» What is being asked: In the records below, count every line where the string "backoff" appears, and reply with the count only.

» Material shown:
//! Per-item review crawl
//!
//! Every crawlable item in the item table gets its own cursor-paginated
//! review stream. Streams are independent: each starts from the wildcard
//! cursor (or from its checkpoint) with a fresh error budget, and ends either
//! on a terminal page or when that budget runs out. Items already marked
//! complete on disk are skipped without a request.

use crate::catalog::{read_item_table, CatalogItem};
use crate::config::{compute_config_hash, CompletionPolicy, Config};
use crate::crawler::fetcher::Fetcher;
use crate::crawler::parser::{ReviewPage, ReviewPageParser, SteamReviewParser};
use crate::state::{CursorStreamState, StreamPhase};
use crate::storage::{
    open_ledger, write_page, Checkpoint, ItemOutcome, Ledger, OutputLayout, ResumptionTracker,
    RunKind, RunStatus,
};
use crate::{ConfigError, FetchError, HarvestError};
use regex::Regex;
use std::path::Path;
use url::Url;

/// How one review stream ended
#[derive(Debug, Clone, PartialEq, Eq)]
pub enum StreamOutcome {
    /// The remote signalled the end of the stream
    Terminal { pages: u32 },

    /// The error budget ran out
    Aborted {
        pages: u32,
        cursor: String,
        page_index: u32,
        error_count: u32,
        last_error: Option<String>,
    },
}

impl StreamOutcome {
    pub fn pages(&self) -> u32 {
        match self {
            Self::Terminal { pages } | Self::Aborted { pages, .. } => *pages,
        }
    }
}

/// What the crawl did with one item of the table
#[derive(Debug, Clone, PartialEq, Eq)]
pub enum ItemDisposition {
    /// Not a crawlable kind
    SkippedSecondary,

    /// Title did not match the configured filter
    SkippedFiltered,

    /// Already marked complete on disk
    SkippedComplete,

    Crawled(StreamOutcome),
}

/// Totals for one review crawl
#[derive(Debug, Clone, Default, PartialEq, Eq)]
pub struct ReviewSummary {
    pub items: usize,
    pub completed: usize,
    pub aborted: usize,
    pub resumed: usize,
    pub skipped_secondary: usize,
    pub skipped_filtered: usize,
    pub skipped_complete: usize,
    pub pages: u64,
}

impl ReviewSummary {
    /// Returns true if any stream was abandoned before its end
    pub fn is_partial(&self) -> bool {
        self.aborted > 0
    }

    fn record(&mut self, disposition: &ItemDisposition) {
        self.items += 1;
        match disposition {
            ItemDisposition::SkippedSecondary => self.skipped_secondary += 1,
            ItemDisposition::SkippedFiltered => self.skipped_filtered += 1,
            ItemDisposition::SkippedComplete => self.skipped_complete += 1,
            ItemDisposition::Crawled(outcome) => {
                self.pages += u64::from(outcome.pages());
                match outcome {
                    StreamOutcome::Terminal { .. } => self.completed += 1,
                    StreamOutcome::Aborted { .. } => self.aborted += 1,
                }
            }
        }
    }
}

/// Review stream paginator for a sequence of catalog items
pub struct ReviewCrawler<'a, P: ReviewPageParser, L: Ledger> {
    config: &'a Config,
    fetcher: Fetcher,
    parser: P,
    layout: OutputLayout,
    tracker: ResumptionTracker<L>,
    title_filter: Option<Regex>,
    run_id: i64,
}

impl<'a, P: ReviewPageParser, L: Ledger> ReviewCrawler<'a, P, L> {
    /// Creates a crawler recording outcomes under `run_id` in `ledger`
    pub fn new(
        config: &'a Config,
        fetcher: Fetcher,
        parser: P,
        ledger: L,
        run_id: i64,
    ) -> Result<Self, HarvestError> {
        let title_filter = config
            .reviews
            .title_filter
            .as_deref()
            .map(Regex::new)
            .transpose()?;

        Ok(Self {
            config,
            fetcher,
            parser,
            layout: OutputLayout::new(&config.output.root),
            tracker: ResumptionTracker::new(ledger, config.reviews.archive),
            title_filter,
            run_id,
        })
    }

    /// Hands the ledger back once the crawl is over
    pub fn into_ledger(self) -> L {
        self.tracker.into_ledger()
    }

    /// URL of the review page for item `id` at `cursor`
    pub fn review_url(&self, id: &str, cursor: &str) -> Result<Url, HarvestError> {
        let reviews = &self.config.reviews;
        let mut url = Url::parse(&reviews.url)?;
        url.path_segments_mut()
            .map_err(|_| ConfigError::InvalidUrl(reviews.url.clone()))?
            .pop_if_empty()
            .push(id);
        url.query_pairs_mut()
            .append_pair("json", "1")
            .append_pair("cursor", cursor)
            .append_pair("filter", &reviews.filter)
            .append_pair("language", reviews.request_language());
        Ok(url)
    }

    /// Crawls every item in order
    pub async fn run(&mut self, items: &[CatalogItem]) -> Result<ReviewSummary, HarvestError> {
        if let Some(cap) = self.config.reviews.max_reviews {
            tracing::warn!("max-reviews = {} is accepted but not enforced", cap);
        }
        if self.config.reviews.force {
            tracing::debug!("force is set but has no effect on the review crawl");
        }

        let mut summary = ReviewSummary::default();
        for (n, item) in items.iter().enumerate() {
            let disposition = self.crawl_item(item, &mut summary).await?;
            summary.record(&disposition);

            if (n + 1) % 100 == 0 {
                tracing::info!(
                    "Progress: {}/{} items ({} completed, {} aborted)",
                    n + 1,
                    items.len(),
                    summary.completed,
                    summary.aborted
                );
            }
        }

        Ok(summary)
    }

    /// Crawls (or skips) a single item
    pub async fn crawl_item(
        &mut self,
        item: &CatalogItem,
        summary: &mut ReviewSummary,
    ) -> Result<ItemDisposition, HarvestError> {
        if !item.kind.is_crawlable() {
            tracing::info!("Skipping {} {} ({})", item.kind, item.id, item.title);
            return Ok(ItemDisposition::SkippedSecondary);
        }

        if let Some(filter) = &self.title_filter {
            if !filter.is_match(&item.title) {
                tracing::debug!("Skipping {} ({}): title filtered", item.id, item.title);
                return Ok(ItemDisposition::SkippedFiltered);
            }
        }

        let language = self.config.reviews.language.as_deref();
        let dir = self.layout.item_dir(item, language);
        let key = OutputLayout::stream_key(item, language);

        if self.tracker.is_complete(&dir) {
            tracing::debug!("Skipping {}: already complete", key);
            return Ok(ItemDisposition::SkippedComplete);
        }

        std::fs::create_dir_all(&dir)?;

        let state = match self.tracker.checkpoint(&key)? {
            Some(checkpoint) => {
                tracing::info!(
                    "Resuming {} ({}) at page {}",
                    key,
                    item.title,
                    checkpoint.page_index
                );
                summary.resumed += 1;
                CursorStreamState::resume(checkpoint.cursor, checkpoint.page_index)
            }
            None => {
                tracing::info!("Crawling reviews for {} ({})", key, item.title);
                CursorStreamState::seed()
            }
        };

        let outcome = self.stream(&item.id, &dir, state).await?;
        self.finish_stream(&key, &dir, &outcome)?;

        Ok(ItemDisposition::Crawled(outcome))
    }

    /// Follows the cursor chain until a terminal page or the error budget
    async fn stream(
        &self,
        id: &str,
        dir: &Path,
        mut state: CursorStreamState,
    ) -> Result<StreamOutcome, HarvestError> {
        let reviews = &self.config.reviews;
        let mut pages = 0;

        loop {
            let url = self.review_url(id, state.cursor())?;
            tracing::debug!("{} page {}: {}", id, state.page_index(), url);

            let result = match self.fetcher.fetch(&url).await {
                Ok(body) => self.interpret(&url, body),
                Err(e) => Err(e),
            };

            match result {
                Ok((_, ReviewPage::Terminal)) => {
                    tracing::info!("{}: end of reviews after {} pages", id, pages);
                    return Ok(StreamOutcome::Terminal { pages });
                }
                Ok((body, ReviewPage::Next { cursor })) => {
                    write_page(&OutputLayout::review_page_path(dir, state.page_index()), &body)?;
                    pages += 1;

                    if state.on_page(cursor) == StreamPhase::Terminal {
                        tracing::info!("{}: cursor repeated after {} pages", id, pages);
                        return Ok(StreamOutcome::Terminal { pages });
                    }
                }
                Err(e) => {
                    tracing::error!("Error downloading {}: {}", url, e);

                    if state.on_error(reviews.max_errors) == StreamPhase::Aborted {
                        tracing::error!(
                            "{}: giving up after {} errors at page {}",
                            id,
                            state.error_count(),
                            state.page_index()
                        );
                        return Ok(StreamOutcome::Aborted {
                            pages,
                            cursor: state.cursor().to_string(),
                            page_index: state.page_index(),
                            error_count: state.error_count(),
                            last_error: Some(e.to_string()),
                        });
                    }

                    let backoff = self.fetcher.pause().mul_f64(reviews.error_backoff_factor);
                    tokio::time::sleep(backoff).await;
                }
            }
        }
    }

    /// Decides what a fetched body means for the stream
    ///
    /// A body that cannot be interpreted is counted like a failed fetch and
    /// is never written to disk.
    fn interpret(&self, url: &Url, body: Vec<u8>) -> Result<(Vec<u8>, ReviewPage), FetchError> {
        let page = self
            .parser
            .interpret(&String::from_utf8_lossy(&body))
            .map_err(|e| FetchError::MalformedPayload {
                url: url.to_string(),
                message: e.to_string(),
            })?;
        Ok((body, page))
    }

    /// Applies the completion policy to a finished stream
    fn finish_stream(
        &mut self,
        key: &str,
        dir: &Path,
        outcome: &StreamOutcome,
    ) -> Result<(), HarvestError> {
        match outcome {
            StreamOutcome::Terminal { pages } => {
                self.tracker.complete(key, dir)?;
                self.tracker.ledger_mut().record_outcome(
                    self.run_id,
                    key,
                    ItemOutcome::Completed,
                    *pages,
                )?;
            }
            StreamOutcome::Aborted {
                pages,
                cursor,
                page_index,
                error_count,
                last_error,
            } => {
                self.tracker.ledger_mut().record_outcome(
                    self.run_id,
                    key,
                    ItemOutcome::Aborted,
                    *pages,
                )?;

                match self.config.reviews.completion {
                    CompletionPolicy::AnyExit => {
                        tracing::warn!("{}: aborted, but marked complete anyway", key);
                        self.tracker.complete(key, dir)?;
                    }
                    CompletionPolicy::TerminalOnly => {
                        self.tracker.suspend(&Checkpoint {
                            stream_key: key.to_string(),
                            cursor: cursor.clone(),
                            page_index: *page_index,
                            error_count: *error_count,
                            last_error: last_error.clone(),
                            updated_at: chrono::Utc::now().to_rfc3339(),
                        })?;
                        tracing::warn!("{}: aborted, will resume at page {}", key, page_index);
                    }
                }
            }
        }
        Ok(())
    }
}

/// Runs a complete review crawl with ledger bookkeeping
///
/// Reads the item table, crawls every item, and records the run as
/// completed, partial (some stream aborted) or failed.
pub async fn crawl_reviews(config: &Config) -> Result<ReviewSummary, HarvestError> {
    let items = read_item_table(&config.item_table_path())?;
    tracing::info!(
        "Loaded {} items from {}",
        items.len(),
        config.item_table_path().display()
    );

    let parser = SteamReviewParser::new()?;

    let mut ledger = open_ledger(&config.ledger_path())?;
    let run_id = ledger.create_run(RunKind::Reviews, &compute_config_hash(config)?)?;
    tracing::info!("Starting review run {}", run_id);

    let fetcher = match Fetcher::from_config(&config.http, config.reviews.max_retries) {
        Ok(fetcher) => fetcher,
        Err(e) => {
            ledger.finish_run(run_id, RunStatus::Failed)?;
            return Err(e.into());
        }
    };

    let mut crawler = ReviewCrawler::new(config, fetcher, parser, ledger, run_id)?;
    let result = crawler.run(&items).await;
    let mut ledger = crawler.into_ledger();

    let status = match &result {
        Ok(summary) if summary.is_partial() => RunStatus::Partial,
        Ok(_) => RunStatus::Completed,
        Err(_) => RunStatus::Failed,
    };
    ledger.finish_run(run_id, status)?;

    if let Ok(summary) = &result {
        tracing::info!(
            "Review run {} finished: {} completed, {} aborted, {} skipped, {} pages",
            run_id,
            summary.completed,
            summary.aborted,
            summary.skipped_secondary + summary.skipped_filtered + summary.skipped_complete,
            summary.pages
        );
    }

    result
}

» Solution to this task: 2